*YOUR TASK*. Output the records that follow, keeping every line exactly as it is.

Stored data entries
Segment Open

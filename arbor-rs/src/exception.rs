//! Routing of execution failures to host-provided handlers.

use crate::error::{CommandError, FailureKind};
use std::fmt;
use std::sync::{Arc, PoisonError, RwLock};

type ExceptionHandler<S> = Arc<dyn Fn(&S, &CommandError) + Send + Sync>;

/// Ordered chain of failure handlers.
///
/// When an execution fails, the first handler registered for the failure's
/// [`FailureKind`] runs. The caller of `execute` receives the error either way.
pub struct ExceptionController<S> {
    handlers: RwLock<Vec<(FailureKind, ExceptionHandler<S>)>>,
}

impl<S> ExceptionController<S> {
    pub fn new() -> Self {
        Self {
            handlers: RwLock::new(Vec::new()),
        }
    }

    /// Append a handler for `kind`. Handlers registered earlier win.
    pub fn register<F>(&self, kind: FailureKind, handler: F)
    where
        F: Fn(&S, &CommandError) + Send + Sync + 'static,
    {
        self.handlers
            .write()
            .unwrap_or_else(PoisonError::into_inner)
            .push((kind, Arc::new(handler)));
    }

    pub fn is_handled(&self, kind: FailureKind) -> bool {
        self.handlers
            .read()
            .unwrap_or_else(PoisonError::into_inner)
            .iter()
            .any(|(k, _)| *k == kind)
    }

    /// Dispatch `error`; returns whether a handler ran.
    pub fn handle(&self, sender: &S, error: &CommandError) -> bool {
        let kind = error.kind();
        // Clone out so the handler can register further handlers.
        let handler = self
            .handlers
            .read()
            .unwrap_or_else(PoisonError::into_inner)
            .iter()
            .find(|(k, _)| *k == kind)
            .map(|(_, handler)| Arc::clone(handler));

        match handler {
            Some(handler) => {
                tracing::debug!(kind = %kind, "dispatching command failure");
                handler(sender, error);
                true
            }
            None => {
                tracing::warn!(kind = %kind, error = %error, "unhandled command failure");
                false
            }
        }
    }
}

impl<S> Default for ExceptionController<S> {
    fn default() -> Self {
        Self::new()
    }
}

impl<S> fmt::Debug for ExceptionController<S> {
    fn fmt(&self, f: &mut fmt::Formatter<'_>) -> fmt::Result {
        let kinds: Vec<FailureKind> = self
            .handlers
            .read()
            .unwrap_or_else(PoisonError::into_inner)
            .iter()
            .map(|(kind, _)| *kind)
            .collect();
        f.debug_struct("ExceptionController")
            .field("handlers", &kinds)
            .finish()
    }
}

Segment Closed

*ANSWER BOX*.
filename arbor-rs/src/exception.rs
//! Routing of execution failures to host-provided handlers.

use crate::error::{CommandError, FailureKind};
use std::fmt;
use std::sync::{Arc, PoisonError, RwLock};

type ExceptionHandler<S> = Arc<dyn Fn(&S, &CommandError) + Send + Sync>;

/// Ordered chain of failure handlers.
///
/// When an execution fails, the first handler registered for the failure's
/// [`FailureKind`] runs. The caller of `execute` receives the error either way.
pub struct ExceptionController<S> {
    handlers: RwLock<Vec<(FailureKind, ExceptionHandler<S>)>>,
}

impl<S> ExceptionController<S> {
    pub fn new() -> Self {
        Self {
            handlers: RwLock::new(Vec::new()),
        }
    }

    /// Append a handler for `kind`. Handlers registered earlier win.
    pub fn register<F>(&self, kind: FailureKind, handler: F)
    where
        F: Fn(&S, &CommandError) + Send + Sync + 'static,
    {
        self.handlers
            .write()
            .unwrap_or_else(PoisonError::into_inner)
            .push((kind, Arc::new(handler)));
    }

    pub fn is_handled(&self, kind: FailureKind) -> bool {
        self.handlers
            .read()
            .unwrap_or_else(PoisonError::into_inner)
            .iter()
            .any(|(k, _)| *k == kind)
    }

    /// Dispatch `error`; returns whether a handler ran.
    pub fn handle(&self, sender: &S, error: &CommandError) -> bool {
        let kind = error.kind();
        // Clone out so the handler can register further handlers.
        let handler = self
            .handlers
            .read()
            .unwrap_or_else(PoisonError::into_inner)
            .iter()
            .find(|(k, _)| *k == kind)
            .map(|(_, handler)| Arc::clone(handler));

        match handler {
            Some(handler) => {
                tracing::debug!(kind = %kind, "dispatching command failure");
                handler(sender, error);
                true
            }
            None => {
                tracing::warn!(kind = %kind, error = %error, "unhandled command failure");
                false
            }
        }
    }
}

impl<S> Default for ExceptionController<S> {
    fn default() -> Self {
        Self::new()
    }
}

impl<S> fmt::Debug for ExceptionController<S> {
    fn fmt(&self, f: &mut fmt::Formatter<'_>) -> fmt::Result {
        let kinds: Vec<FailureKind> = self
            .handlers
            .read()
            .unwrap_or_else(PoisonError::into_inner)
            .iter()
            .map(|(kind, _)| *kind)
            .collect();
        f.debug_struct("ExceptionController")
            .field("handlers", &kinds)
            .finish()
    }
}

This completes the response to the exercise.